`stdlib` `string_type` `parameter` array currently possible?

Do you know if there is a way to currently define a parameter array of varying length strings using stdlib string_type?

The following fails

program main
  use stdlib_string_type
  implicit none

  type(string_type), parameter  :: str_param_array(*) = [ "foo", &
                                                          "barr", &
                                                          "bazzz", &
                                                          "quuxxx", &
                                                          "corgeee" ]

  print *, str_param_array
end program main

For example gfortran says

app/main.f90:5:64:

    5 |   type(string_type), parameter  :: str_param_array(*) = [ "foo", &
      |                                                                1
Error: Different CHARACTER lengths (3/4) in array constructor at (1)
compilation terminated due to -fmax-errors=1.
<ERROR> Compilation failed for object " app_main.f90.o "
<ERROR>stopping due to failed compilation
STOP 1

On the other hand, with a “normal” allocatable array

program main
  use stdlib_string_type
  implicit none

  type(string_type), allocatable :: str_param_array(:)

  str_param_array = [string_type("foo"), string_type("barr"), string_type("bazzz"), &
                      string_type("quuxxx"), string_type("corgeee")]
  print *, str_param_array
end program main

it works

$ fpm run 
 foo barr bazzz quuxxx corgeee

Is there a way to set a constant string_type array with varying length items (i.e. without padding with spaces)?

Thanks.

This is exactly the reason I’d like the new simple to be equivalent to constexpr. Or at least that simple functions be allowed in constant expressions. I want to be able to define parameters of derived types, even if it has allocatable or private components. If one could overload the structure constructor with a simple function and it were allowed in constant expressions, then you could.

Also related, if the iso_varying_string module had actually been adopted into the standard, that might have been a way to do it too. The var_str constructor could have been defined to be allowed in constant expressions, and that would have allowed for arrays of strings with varying lengths.

At present, there is no way to have a parameter with a list of strings of different lengths.

3 Likes

:frowning_face: thank you

“F2008 Standard does not allow CHARACTER(LEN=*) in array constructor”

https://gcc.gnu.org/bugzilla/show_bug.cgi?id=77506

2 Likes

There is the possibility of an approximation.

associate(my_string_list_parameter => [string_type("foo"), string_type("bar"), ...])
  ! my_string_list_parameter is a constant in here
end associate
2 Likes

Good suggestion, but unfortunately I need that array as a public, global entity of a module used in several places.

In theory, there might be a way to have it initialized before program start.

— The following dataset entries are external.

//! Fragment-context parsing.
//!
//! [§ 13.2.10 Parsing HTML fragments](https://html.spec.whatwg.org/multipage/parsing.html#parsing-html-fragments)
//!
//! A fragment parse builds a synthetic `html` root inside a
//! `#document-fragment`, seeds the tokenizer and the insertion mode from
//! the context element, and unwraps the wrapper when parsing finishes.

use wallaby_dom::{Namespace, NodeId};

use super::core::{InsertionMode, Parser};
use super::foreign_content::adjust_svg_tag_name;
use crate::tokenizer::TokenizerState;

/// The context element a fragment is parsed inside of.
#[derive(Debug, Clone)]
pub struct FragmentContext {
    /// The context element's tag name.
    pub tag_name: String,
    /// The context element's namespace; `None` means HTML.
    pub namespace: Option<Namespace>,
}

impl FragmentContext {
    /// An HTML-namespace fragment context.
    #[must_use]
    pub fn html(tag_name: &str) -> Self {
        Self {
            tag_name: tag_name.to_string(),
            namespace: None,
        }
    }
}

/// Internal fragment state held by the parser.
#[derive(Debug)]
pub(super) struct FragmentInfo {
    /// The (detached or stack-pushed) context element node.
    pub(super) context_node: NodeId,
    /// The context element's namespace.
    pub(super) namespace: Namespace,
}

impl Parser {
    /// Build a parser configured for fragment-context parsing.
    #[must_use]
    pub fn new_fragment(
        input: &str,
        tokenizer_opts: &crate::TokenizerOptions,
        context: &FragmentContext,
        iframe_srcdoc: bool,
    ) -> Self {
        let namespace = context.namespace.unwrap_or(Namespace::Html);
        let tag_name = if namespace == Namespace::Svg {
            adjust_svg_tag_name(&context.tag_name).to_string()
        } else {
            context.tag_name.clone()
        };

        // The tokenizer starts in the state the context element would have
        // left it in.
        let mut opts = tokenizer_opts.clone();
        if namespace == Namespace::Html {
            match tag_name.as_str() {
                "title" | "textarea" => {
                    opts.initial_state = Some(TokenizerState::RCDATA);
                    opts.initial_rawtext_tag = Some(tag_name.clone());
                }
                "style" | "xmp" | "iframe" | "noembed" | "noframes" => {
                    opts.initial_state = Some(TokenizerState::RAWTEXT);
                    opts.initial_rawtext_tag = Some(tag_name.clone());
                }
                "script" => {
                    opts.initial_state = Some(TokenizerState::ScriptData);
                    opts.initial_rawtext_tag = Some(tag_name.clone());
                }
                "plaintext" => {
                    opts.initial_state = Some(TokenizerState::PLAINTEXT);
                }
                _ => {}
            }
        }

        let mut parser = Self::new(input, &opts, iframe_srcdoc);
        parser.tree = wallaby_dom::DomTree::new_fragment();

        // "Create a new html element with no attributes. Append it to the
        // fragment. Put it on the stack of open elements."
        let html_root = parser.create_element_for_token("html", &[], Namespace::Html);
        let root = parser.tree.root();
        parser.tree.append_child(root, html_root);
        parser.open_elements.push(html_root);

        // The context element itself: HTML contexts keep it off the stack
        // (it only informs dispatch decisions); foreign contexts push it so
        // content nests inside and foreign dispatch applies.
        let context_node = parser.create_element_for_token(&tag_name, &[], namespace);
        if namespace != Namespace::Html {
            parser.tree.append_child(html_root, context_node);
            parser.open_elements.push(context_node);
        }

        if namespace == Namespace::Html {
            if tag_name == "template" {
                parser.template_modes.push(InsertionMode::InTemplate);
            }
            if tag_name == "form" {
                parser.form_element = Some(context_node);
            }
        }

        parser.mode = Self::initial_fragment_mode(namespace, &tag_name);
        parser.fragment = Some(FragmentInfo {
            context_node,
            namespace,
        });
        parser.sync_tokenizer_flags();
        parser
    }

    /// The insertion mode a fragment starts in, keyed on the context
    /// element.
    fn initial_fragment_mode(namespace: Namespace, tag_name: &str) -> InsertionMode {
        if namespace != Namespace::Html {
            return InsertionMode::InBody;
        }
        match tag_name {
            "html" => InsertionMode::BeforeHead,
            "tbody" | "thead" | "tfoot" => InsertionMode::InTableBody,
            "tr" => InsertionMode::InRow,
            "td" | "th" => InsertionMode::InCell,
            "caption" => InsertionMode::InCaption,
            "colgroup" => InsertionMode::InColumnGroup,
            "table" => InsertionMode::InTable,
            "template" => InsertionMode::InTemplate,
            _ => InsertionMode::InBody,
        }
    }

    /// Move the parsed content up to the fragment root and drop the
    /// synthetic `html` wrapper.
    pub(super) fn unwrap_fragment(&mut self) {
        let Some(info) = &self.fragment else { return };
        let (namespace, context_node) = (info.namespace, info.context_node);

        let root = self.tree.root();
        let html_root = self.tree.children(root).first().copied();

        // Foreign contexts nested their content inside the pushed context
        // element; HTML contexts put it directly under the wrapper.
        let source = if namespace == Namespace::Html {
            html_root
        } else {
            Some(context_node)
        };

        let Some(source) = source else { return };
        for child in self.tree.children(source).to_vec() {
            self.tree.remove_child(source, child);
            self.tree.append_child(root, child);
        }
        if let Some(html_root) = html_root {
            self.tree.detach(html_root);
        }
    }
}
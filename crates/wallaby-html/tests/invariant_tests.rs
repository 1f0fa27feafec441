//! Property-based invariants over the output tree.
//!
//! Inputs are assembled from markup fragments rather than raw characters
//! so the generator actually exercises tag, table, formatting, and entity
//! paths instead of drowning in plain text.

use proptest::prelude::*;

use wallaby_html::dom::{DomTree, NodeId};
use wallaby_html::test_format::to_test_format;
use wallaby_html::{ParseOptions, parse_document};

fn fragment_strategy() -> impl Strategy<Value = String> {
    prop_oneof![
        Just("<div>".to_string()),
        Just("</div>".to_string()),
        Just("<p>".to_string()),
        Just("</p>".to_string()),
        Just("<b>".to_string()),
        Just("</b>".to_string()),
        Just("<i>".to_string()),
        Just("</i>".to_string()),
        Just("<table>".to_string()),
        Just("</table>".to_string()),
        Just("<tr>".to_string()),
        Just("<td>".to_string()),
        Just("<li>".to_string()),
        Just("<ul>".to_string()),
        Just("<span class=\"x\">".to_string()),
        Just("<template>".to_string()),
        Just("</template>".to_string()),
        Just("<select>".to_string()),
        Just("<option>".to_string()),
        Just("&amp;".to_string()),
        Just("&#65;".to_string()),
        Just("&notit;".to_string()),
        Just("text ".to_string()),
        Just("<!--c-->".to_string()),
        Just("<!DOCTYPE html>".to_string()),
        Just("<svg><g>".to_string()),
        Just("</svg>".to_string()),
        "[a-z ]{0,8}",
    ]
}

fn html_strategy() -> impl Strategy<Value = String> {
    proptest::collection::vec(fragment_strategy(), 0..24).prop_map(|parts| parts.concat())
}

/// Walk every node, including template contents. Panics (and thereby
/// fails the property) when `visit` asserts.
fn walk(tree: &DomTree, id: NodeId, visit: &mut impl FnMut(&DomTree, NodeId)) {
    visit(tree, id);
    if let Some(element) = tree.as_element(id)
        && let Some(contents) = element.template_contents
    {
        walk(tree, contents, visit);
    }
    for &child in tree.children(id) {
        walk(tree, child, visit);
    }
}

proptest! {
    /// Every child's parent link points back at its parent.
    #[test]
    fn parent_child_links_are_coherent(input in html_strategy()) {
        let tree = parse_document(&input, &ParseOptions::default()).unwrap().tree;
        walk(&tree, NodeId::ROOT, &mut |tree, id| {
            for &child in tree.children(id) {
                assert_eq!(tree.parent(child), Some(id));
            }
        });
    }

    /// The parser never leaves two adjacent text siblings behind.
    #[test]
    fn no_adjacent_text_siblings(input in html_strategy()) {
        let tree = parse_document(&input, &ParseOptions::default()).unwrap().tree;
        walk(&tree, NodeId::ROOT, &mut |tree, id| {
            for pair in tree.children(id).windows(2) {
                assert!(
                    tree.as_text(pair[0]).is_none() || tree.as_text(pair[1]).is_none(),
                    "adjacent text siblings in output tree"
                );
            }
        });
    }

    /// A node appears in at most one child list.
    #[test]
    fn nodes_have_at_most_one_parent(input in html_strategy()) {
        let tree = parse_document(&input, &ParseOptions::default()).unwrap().tree;
        let mut seen = vec![0usize; tree.len()];
        walk(&tree, NodeId::ROOT, &mut |_, id| {
            seen[id.0] += 1;
        });
        for count in seen {
            prop_assert!(count <= 1);
        }
    }

    /// Serialization is a pure function of the input.
    #[test]
    fn test_format_is_deterministic(input in html_strategy()) {
        let first = parse_document(&input, &ParseOptions::default()).unwrap().tree;
        let second = parse_document(&input, &ParseOptions::default()).unwrap().tree;
        prop_assert_eq!(to_test_format(&first), to_test_format(&second));
    }

    /// Parsing never panics on fragment-context input either.
    #[test]
    fn fragment_parsing_is_total(input in html_strategy()) {
        let opts = ParseOptions {
            fragment_context: Some(wallaby_html::FragmentContext::html("div")),
            ..ParseOptions::default()
        };
        let _ = parse_document(&input, &opts).unwrap();
    }
}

I’ve heard it’s possible in C to execute code before main. Declare a static variable in a C file that is “initialized” by calling a private, bind(c) procedure in the module, that initializes your “constants”. Make the variables protected, instead of public, and then nothing can modify them. It’s hacky, and everybody who ever sees it will be completely baffled, but it should work.

1 Like

Yes, thanks for the hint, I might consider it. I vaguely remember that this strategy was (maybe) also used somewhere in stdlib but the details escape me now.

I think Fortran 2018 does, and both gfortran -std=f2018 and ifort -stand:f18 compile a run a code such as

    character(len=9), parameter :: dayname(7) = [character(len=9) :: &
      'Monday', 'Tuesday', 'Wednesday', 'Thursday', 'Friday', &
      'Saturday', 'Sunday' ]
print*,dayname
end

for versions

GNU Fortran (GCC) 12.0.0 20210718
Intel(R) Fortran Intel(R) 64 Compiler Classic for applications running on Intel(R) 64, Version 2021.1 Build 20201112_000000

This is valid code, however, the values in the array do all have length 9. All of the strings in that array are the same length, some of them are just automatically padded with “blanks”. I’ve got an example about why this might not be the best idea.

program main
  use iso_fortran_env, only: character_kinds
  implicit none

  integer, parameter :: c1 = character_kinds(1), c2 = character_kinds(2)
  character(len=5, kind = c1), parameter :: foo1 = "foo"
  character(len=5, kind = c2), parameter :: foo2 = "foo"

  print *, foo1 == foo2
  print *, foo1 == "foo"
  print *, foo2 == "foo"
end program

It is not defined whether this program will print T or F for any of the 3 expressions. Specifically, the blank character is only specified to be space for characters of default kind (i.e. the “foo” literals on the last 2 lines). The comparison operators say that the shorter character is padded with blanks to the length of the longer character, but those blanks could be different characters between different kinds. It is also not defined what the order of the kinds are in the character_kinds array, so either c1 or c2 or neither might be the default kind.

Granted I have not seen a processor that will actually print F for any of those, but it could and would still be considered standards conforming.

I am almost in disbelief that even something as simple as the following is not allowed

program main
  use stdlib_string_type
  implicit none

  type(string_type) :: foo = string_type("foo")
  type(string_type) :: bar = string_type("barr")
  type(string_type) :: baz = string_type("bazzz")
  type(string_type) :: quux = string_type("quuxxx")
  type(string_type) :: corge = string_type("corgeee")
  type(string_type) :: str_param_array(5) = [foo, bar, baz, quux, corge]

  print *, str_param_array
end program main

Looks like that without an executable statement (that I cannot use in the declarative section of a module) I cannot create the array. Frustrating.

1 Like

Sadly, we can’t have a constructor for the string_type that can be used to set a parameter value.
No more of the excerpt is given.